明川小区门口,所有人都没动。
他们的目光死死锁定在六号楼一单元方向,每个人的呼吸都放得很轻,生怕错过任何一个声音的变化。
顾长锋死死盯着六号楼,肩背绷得像铁板,随时准备冲进去。
苏漪则盯着平板,正飞快把刚才广播里所有念过的门牌顺序记下来,生怕漏掉任何一个细节。
江夜没有第一时间往六号楼冲。
他只是抬头看着那只挂在老槐树上的旧喇叭,眼底冷意越来越深。
他的脑子在飞速运转,把刚才听到的每一个字都重新过了一遍。
业主群通知里写得很清楚。
广播响起时,务必遵守广播内容。
这条规则看起来很合理,很符合一个老小区停电后的应急措施——物业会通过广播通知住户注意事项,让住户配合。
刚才广播里念门牌,确实全中了。
三号楼哪户最乱,它就先点哪户。
六号楼刚被纳进纠错流程,它就立刻开始点这边。
这一切都说明,广播里至少有一部分内容是真的,至少它在“登记”这件事上是准确的。
可问题也恰恰出在这儿。
越是真的,越适合夹假。
如果一个规则全是假的,没有人会信,所有人都会本能地抗拒。
可如果它前半段一直在说对的东西,后半段的内容就会被自动当真。
这是一种很常见的欺骗技巧——先用真实信息建立信任,再在信任的基础上插入虚假指令。
想到这里,江夜忽然开口:“它刚才播了哪几句?”
顾长锋一怔,没明白江夜为什么突然问这个:“什么?”
“不是念门牌前。”江夜看着喇叭,他的目光像刀一样锋利,“是最开始那一段,重复了几遍的那段。”

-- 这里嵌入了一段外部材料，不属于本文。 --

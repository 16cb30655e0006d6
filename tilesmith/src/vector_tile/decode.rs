//! Decode protobuf tiles with `mvt-reader`.

use super::{DecodeError, GeomType, Geometry, TilePoint, VectorTile, VectorTileFeature, VectorTileLayer};
use crate::expression::Properties;
use flate2::read::GzDecoder;
use geo_types::{Coord, LineString};
use mvt_reader::feature::Value as MvtValue;
use serde_json::{Number, Value};
use std::{collections::BTreeMap, io::Read as _};

pub(super) fn decode(data: &[u8]) -> Result<VectorTile, DecodeError> {
    let data = inflate(data)?;
    let reader =
        mvt_reader::Reader::new(data).map_err(|e| DecodeError::Malformed(e.to_string()))?;
    let metadata = reader
        .get_layer_metadata()
        .map_err(|e| DecodeError::Malformed(e.to_string()))?;

    let mut layers = BTreeMap::new();
    for layer in metadata {
        let features = reader
            .get_features(layer.layer_index)
            .map_err(|e| DecodeError::Malformed(e.to_string()))?
            .into_iter()
            .map(|feature| {
                let (kind, geometry) = convert_geometry(feature.geometry);
                VectorTileFeature {
                    id: feature.id,
                    kind,
                    properties: feature
                        .properties
                        .map(|properties| {
                            properties
                                .into_iter()
                                .map(|(key, value)| (key, mvt_value_to_json(value)))
                                .collect::<Properties>()
                        })
                        .unwrap_or_default(),
                    geometry,
                }
            })
            .collect();

        layers.insert(
            layer.name.clone(),
            VectorTileLayer {
                name: layer.name,
                version: layer.version,
                extent: layer.extent,
                features,
            },
        );
    }

    Ok(VectorTile { layers })
}

/// Tiles are often served gzipped without a matching `Content-Encoding`.
fn inflate(data: &[u8]) -> Result<Vec<u8>, DecodeError> {
    if data.starts_with(&[0x1f, 0x8b]) {
        let mut inflated = Vec::new();
        GzDecoder::new(data).read_to_end(&mut inflated)?;
        Ok(inflated)
    } else {
        Ok(data.to_vec())
    }
}

fn mvt_value_to_json(value: MvtValue) -> Value {
    match value {
        MvtValue::String(s) => Value::String(s),
        MvtValue::Float(f) => Number::from_f64(f64::from(f)).map_or(Value::Null, Value::Number),
        MvtValue::Double(f) => Number::from_f64(f).map_or(Value::Null, Value::Number),
        MvtValue::Int(i) | MvtValue::SInt(i) => Value::Number(i.into()),
        MvtValue::UInt(u) => Value::Number(u.into()),
        MvtValue::Bool(b) => Value::Bool(b),
        MvtValue::Null => Value::Null,
        #[allow(unreachable_patterns, clippy::allow_attributes)]
        other => {
            log::warn!("Unsupported MVT value type: {other:?}");
            Value::Null
        }
    }
}

fn point(coord: Coord<f32>) -> TilePoint {
    [coord.x.round() as i32, coord.y.round() as i32]
}

fn ring(line: &LineString<f32>) -> Vec<TilePoint> {
    line.0.iter().copied().map(point).collect()
}

fn convert_geometry(geometry: geo_types::Geometry<f32>) -> (GeomType, Geometry) {
    use geo_types::Geometry as G;

    match geometry {
        G::Point(p) => (GeomType::Point, vec![vec![point(p.0)]]),
        G::MultiPoint(points) => (
            GeomType::Point,
            points.0.into_iter().map(|p| vec![point(p.0)]).collect(),
        ),
        G::Line(line) => (GeomType::LineString, vec![vec![point(line.start), point(line.end)]]),
        G::LineString(line) => (GeomType::LineString, vec![ring(&line)]),
        G::MultiLineString(lines) => (GeomType::LineString, lines.0.iter().map(ring).collect()),
        G::Polygon(polygon) => (GeomType::Polygon, polygon_rings(&polygon)),
        G::MultiPolygon(polygons) => (
            GeomType::Polygon,
            polygons.0.iter().flat_map(polygon_rings).collect(),
        ),
        other => {
            log::warn!("Unsupported MVT geometry: {other:?}");
            (GeomType::Unknown, Vec::new())
        }
    }
}

fn polygon_rings(polygon: &geo_types::Polygon<f32>) -> Geometry {
    std::iter::once(polygon.exterior())
        .chain(polygon.interiors())
        .map(ring)
        .collect()
}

苏漪立刻翻记录,低声念出来:“各位住户请注意。夜间不要回头。听见敲门必须应答。如有邻居求助,请及时开门。楼道灯亮,请原地等待巡查。重复一遍,请无条件服从广播安排。”
念完之后,她自己先皱了下眉。
顾长锋也像意识到了什么,转头看向江夜,眼神里带着疑问。
江夜眼神很冷,他的目光从众人脸上扫过,最终定格在广播喇叭上:“前两句,像真的。后面,全是它夹带的。”
小区门口几个人脸色同时一变。
一名处置员下意识反驳:“你怎么确定?刚才它念门牌没错,三号楼那边的情况说明它在按顺序登记——”
“正因为门牌念得准,它后面那几句才更值钱。”江夜打断他,声音很平,但每个字都敲在众人的心上.

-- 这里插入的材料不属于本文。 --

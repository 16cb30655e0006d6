use super::{Fetch, FetchResponse};
use crate::lock;
use lru::LruCache;
use reqwest::header::{CACHE_CONTROL, EXPIRES, HeaderName, REFERER, USER_AGENT};
use reqwest_middleware::{ClientBuilder, ClientWithMiddleware};
use std::{num::NonZeroUsize, sync::Mutex};

pub use reqwest::header::HeaderValue;

/// Controls how [`HttpFetch`] uses the HTTP protocol.
#[derive(Debug, Clone)]
pub struct HttpOptions {
    /// User agent to be sent to the servers.
    pub user_agent: Option<HeaderValue>,

    /// Number of responses kept in memory. Responses with `Cache-Control: no-store` are
    /// never kept.
    pub cache_size: NonZeroUsize,
}

impl Default for HttpOptions {
    fn default() -> Self {
        Self {
            user_agent: Some(HeaderValue::from_static(concat!(
                env!("CARGO_PKG_NAME"),
                "/",
                env!("CARGO_PKG_VERSION"),
            ))),
            cache_size: NonZeroUsize::new(DEFAULT_CACHE_SIZE).unwrap_or(NonZeroUsize::MIN),
        }
    }
}

const DEFAULT_CACHE_SIZE: usize = 50;

#[derive(Debug, thiserror::Error)]
pub enum HttpError {
    #[error(transparent)]
    Middleware(#[from] reqwest_middleware::Error),

    #[error(transparent)]
    Reqwest(#[from] reqwest::Error),
}

pub fn http_client() -> ClientWithMiddleware {
    ClientBuilder::new(reqwest::Client::new()).build()
}

/// Fetches over HTTP, remembering recent responses.
pub struct HttpFetch {
    client: ClientWithMiddleware,
    user_agent: Option<HeaderValue>,
    referrer: Mutex<Option<HeaderValue>>,
    cache: Mutex<LruCache<String, FetchResponse>>,
}

impl HttpFetch {
    pub fn new(options: HttpOptions) -> Self {
        Self {
            client: http_client(),
            user_agent: options.user_agent,
            referrer: Mutex::new(None),
            cache: Mutex::new(LruCache::new(options.cache_size)),
        }
    }

    async fn download(&self, url: &str) -> Result<FetchResponse, HttpError> {
        let mut request = self.client.get(url);
        if let Some(user_agent) = &self.user_agent {
            request = request.header(USER_AGENT, user_agent);
        }
        let referrer = lock(&self.referrer).clone();
        if let Some(referrer) = referrer {
            request = request.header(REFERER, referrer);
        }

        let response = request.send().await?;
        log::debug!("Downloaded {url}: {:?}.", response.status());
        let response = response.error_for_status()?;

        let header = |name: HeaderName| {
            response
                .headers()
                .get(name)
                .and_then(|value| value.to_str().ok())
                .map(str::to_owned)
        };
        let cache_control = header(CACHE_CONTROL);
        let expires = header(EXPIRES);

        Ok(FetchResponse {
            data: response.bytes().await?,
            cache_control,
            expires,
        })
    }
}

impl Default for HttpFetch {
    fn default() -> Self {
        Self::new(HttpOptions::default())
    }
}

impl Fetch for HttpFetch {
    type Error = HttpError;

    async fn fetch(&self, url: &str) -> Result<FetchResponse, Self::Error> {
        if let Some(cached) = lock(&self.cache).get(url) {
            log::trace!("{url} served from the cache.");
            return Ok(cached.clone());
        }

        let response = self.download(url).await?;

        let no_store = response
            .cache_control
            .as_deref()
            .is_some_and(|cache_control| cache_control.contains("no-store"));
        if !no_store {
            lock(&self.cache).put(url.to_owned(), response.clone());
        }

        Ok(response)
    }

    fn set_referrer(&self, referrer: &str) {
        match HeaderValue::from_str(referrer) {
            Ok(value) => *lock(&self.referrer) = Some(value),
            Err(error) => log::warn!("Invalid referrer '{referrer}': {error}."),
        }
    }

    fn set_cache_limit(&self, entries: usize) {
        let entries = NonZeroUsize::new(entries).unwrap_or(NonZeroUsize::MIN);
        lock(&self.cache).resize(entries);
    }
}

“广播如果全假,没人会信。可只要前半段一直在说对的东西,后半段就会自动被人当真。这是一种最简单的骗术,也是最容易成功的——先让人相信你,再让人按你说的做。”
顾长锋立刻接上:“所以『听见敲门必须应答』是假的?”
“至少不是全真。”江夜道,他的声音很轻,但很有力量。
“真正的规则,大概率没这么简单。如果听到敲门就要应答,那住户的死亡率会高得离谱,整个小区很快就会被清空。”
“可如果是『敲门确实会响,但不一定要应答』,那才是更合理的规则。”
“还有『如有邻居求助,请及时开门』——”苏漪看着三号楼那边已经乱成一团的楼道,眼神发冷。

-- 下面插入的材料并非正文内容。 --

/// Evaluate a style expression.
/// <https://maplibre.org/maplibre-style-spec/expressions/>
pub fn evaluate(value: &Value, context: &Context<'_>) -> Result<Value, Error> {
    match value {
        Value::Array(values) => {
            let Some((Value::String(operator), arguments)) = values.split_first() else {
                return Err(Error::InvalidExpression(value.clone()));
            };

            match operator.as_str() {
                "zoom" => number(context.zoom),
                "literal" => single_value(arguments),
                "!" => match evaluate(&single_value(arguments)?, context)? {
                    Value::Bool(b) => Ok(Value::Bool(!b)),
                    _ => Err(Error::InvalidExpression(value.clone())),
                },
                "get" => {
                    let key = single_string(arguments)?;
                    Ok(property(key, context))
                }
                "has" => Ok(Value::Bool(has(single_string(arguments)?, context))),
                "!has" => Ok(Value::Bool(!has(single_string(arguments)?, context))),
                "id" => Ok(context.id.cloned().unwrap_or(Value::Null)),
                "properties" => Ok(Value::Object(context.properties.clone())),
                "geometry-type" => Ok(geometry_type(context)),
                "accumulated" => Ok(context.accumulated.cloned().unwrap_or(Value::Null)),
                "image" => {
                    let name = evaluate(&single_value(arguments)?, context)?;
                    let name = to_string(&name);
                    let available = context
                        .available_images
                        .is_none_or(|images| images.contains(&name));
                    Ok(if available { Value::String(name) } else { Value::Null })
                }
                "match" => {
                    let (input, arms) = first_and_rest(arguments)?;
                    let evaluated_input = evaluate(input, context)?;
                    for arm in arms.chunks(2) {
                        match arm {
                            [label, output] => {
                                let matched = match label {
                                    Value::Array(labels) => labels
                                        .iter()
                                        .any(|label| values_equal(label, &evaluated_input)),
                                    label => values_equal(label, &evaluated_input),
                                };
                                if matched {
                                    return evaluate(output, context);
                                }
                            }
                            [fallback] => return evaluate(fallback, context),
                            _ => return Err(Error::InvalidExpression(value.clone())),
                        }
                    }
                    Err(Error::NoFallback(value.clone()))
                }
                "case" => {
                    for arm in arguments.chunks(2) {
                        match arm {
                            [condition, output] => {
                                if evaluate(condition, context)? == Value::Bool(true) {
                                    return evaluate(output, context);
                                }
                            }
                            [fallback] => return evaluate(fallback, context),
                            _ => return Err(Error::InvalidExpression(value.clone())),
                        }
                    }
                    Err(Error::NoFallback(value.clone()))
                }
                "coalesce" => {
                    for argument in arguments {
                        match evaluate(argument, context)? {
                            Value::Null => continue,
                            non_null => return Ok(non_null),
                        }
                    }
                    Ok(Value::Null)
                }
                "in" => Ok(Value::Bool(contains(value, arguments, context)?)),
                "!in" => Ok(Value::Bool(!contains(value, arguments, context)?)),
                "==" => {
                    let (left, right) = comparison_operands(arguments, context)?;
                    Ok(Value::Bool(values_equal(&left, &right)))
                }
                "!=" => {
                    let (left, right) = comparison_operands(arguments, context)?;
                    Ok(Value::Bool(!values_equal(&left, &right)))
                }
                "<" | "<=" | ">" | ">=" => {
                    let (left, right) = comparison_operands(arguments, context)?;
                    let ordering = compare(&left, &right);
                    Ok(Value::Bool(match (operator.as_str(), ordering) {
                        (_, None) => false,
                        ("<", Some(ordering)) => ordering.is_lt(),
                        ("<=", Some(ordering)) => ordering.is_le(),
                        (">", Some(ordering)) => ordering.is_gt(),
                        (_, Some(ordering)) => ordering.is_ge(),
                    }))
                }
                "any" => Ok(arguments
                    .iter()
                    .try_fold(false, |acc, value| {
                        Ok::<_, Error>(acc || evaluate(value, context)? == Value::Bool(true))
                    })?
                    .into()),
                "all" => Ok(arguments
                    .iter()
                    .try_fold(true, |acc, value| {
                        Ok::<_, Error>(acc && evaluate(value, context)? == Value::Bool(true))
                    })?
                    .into()),
                "none" => Ok(arguments
                    .iter()
                    .try_fold(true, |acc, value| {
                        Ok::<_, Error>(acc && evaluate(value, context)? != Value::Bool(true))
                    })?
                    .into()),
                "interpolate" => interpolate(value, arguments, context),
                "step" => {
                    let (input, rest) = first_and_rest(arguments)?;
                    let input = float(&evaluate(input, context)?)?;
                    let (first_output, stops) = first_and_rest(rest)?;
                    let mut output = first_output;
                    for stop in stops.chunks(2) {
                        let [threshold, stop_output] = stop else {
                            return Err(Error::InvalidExpression(value.clone()));
                        };
                        if float(threshold)? <= input {
                            output = stop_output;
                        } else {
                            break;
                        }
                    }
                    evaluate(output, context)
                }
                "format" => {
                    let mut result = String::new();
                    for argument in arguments.chunks(2) {
                        let input = evaluate(&argument[0], context)?;
                        result.push_str(&to_string(&input));
                    }
                    Ok(Value::String(result))
                }
                "concat" => {
                    let mut result = String::new();
                    for argument in arguments {
                        result.push_str(&to_string(&evaluate(argument, context)?));
                    }
                    Ok(Value::String(result))
                }
                "to-string" => Ok(Value::String(to_string(&evaluate(
                    &single_value(arguments)?,
                    context,
                )?))),
                "to-number" => {
                    for argument in arguments {
                        match evaluate(argument, context)? {
                            Value::Number(n) => return Ok(Value::Number(n)),
                            Value::String(s) => {
                                if let Ok(parsed) = s.trim().parse::<f64>() {
                                    return number(parsed);
                                }
                            }
                            Value::Bool(b) => return Ok(Value::from(u8::from(b))),
                            _ => {}
                        }
                    }
                    Err(Error::ExpectedNumber(value.clone()))
                }
                "to-boolean" => Ok(Value::Bool(
                    match evaluate(&single_value(arguments)?, context)? {
                        Value::Null => false,
                        Value::Bool(b) => b,
                        Value::Number(n) => n.as_f64().is_some_and(|n| n != 0. && !n.is_nan()),
                        Value::String(s) => !s.is_empty(),
                        _ => true,
                    },
                )),
                "downcase" => Ok(Value::String(
                    to_string(&evaluate(&single_value(arguments)?, context)?).to_lowercase(),
                )),
                "upcase" => Ok(Value::String(
                    to_string(&evaluate(&single_value(arguments)?, context)?).to_uppercase(),
                )),
                "+" | "*" | "min" | "max" => {
                    let mut operands = arguments.iter();
                    let first = operands
                        .next()
                        .ok_or_else(|| Error::InvalidExpression(value.clone()))?;
                    let mut acc = float(&evaluate(first, context)?)?;
                    for operand in operands {
                        let operand = float(&evaluate(operand, context)?)?;
                        acc = match operator.as_str() {
                            "+" => acc + operand,
                            "*" => acc * operand,
                            "min" => acc.min(operand),
                            _ => acc.max(operand),
                        };
                    }
                    number(acc)
                }
                "-" => match arguments {
                    [single] => number(-float(&evaluate(single, context)?)?),
                    [left, right] => number(
                        float(&evaluate(left, context)?)? - float(&evaluate(right, context)?)?,
                    ),
                    _ => Err(Error::InvalidExpression(value.clone())),
                },
                "/" | "%" | "^" => {
                    let (left, right) = two_elements(arguments)?;
                    let left = float(&evaluate(left, context)?)?;
                    let right = float(&evaluate(right, context)?)?;
                    number(match operator.as_str() {
                        "/" => left / right,
                        "%" => left % right,
                        _ => left.powf(right),
                    })
                }
                _ => Err(Error::UnknownOperator(operator.clone())),
            }
        }
        primitive => Ok(primitive.clone()),
    }
}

“这句更像在催人送死!真正的邻居不会在停电后疯狂敲门,也不会在楼道灯亮起的时候让你开门。”
“对。”江夜点头。
“还有『无条件服从广播安排』,这句话本身就有问题。”
“正常物业通知不会让住户无条件服从,它会说注意安全、配合检查、不要外出、留在家里。”
“只有篡位的东西,才会这么急着让你把思考也交出去。它希望你变成只会服从的住户,而不是会思考的人。”
顾长锋呼出一口沉气,眼底的火一下更重了。
刚才三号楼里那些被拖进去的住户,很可能有一大半不是因为规则太强,而是因为他们被广播带偏了。
他们以为只要遵守广播内容就能活下来,结果却一步步走进了规则的陷阱。
就在这时,六号楼四层那声敲门忽然停了。
不是结束。
是停顿!
像门外那个东西,正在等门里的人作出反应。
那种停顿比声音更让人不安,因为它意味着敲门的人正在耐心地等待,而这份耐心本身就是一种压力。
门口众人呼吸齐齐一紧,每个人的神经都绷到了极限。
下一秒,广播里那道女声忽然又响了起来。
可这一次,内容变了。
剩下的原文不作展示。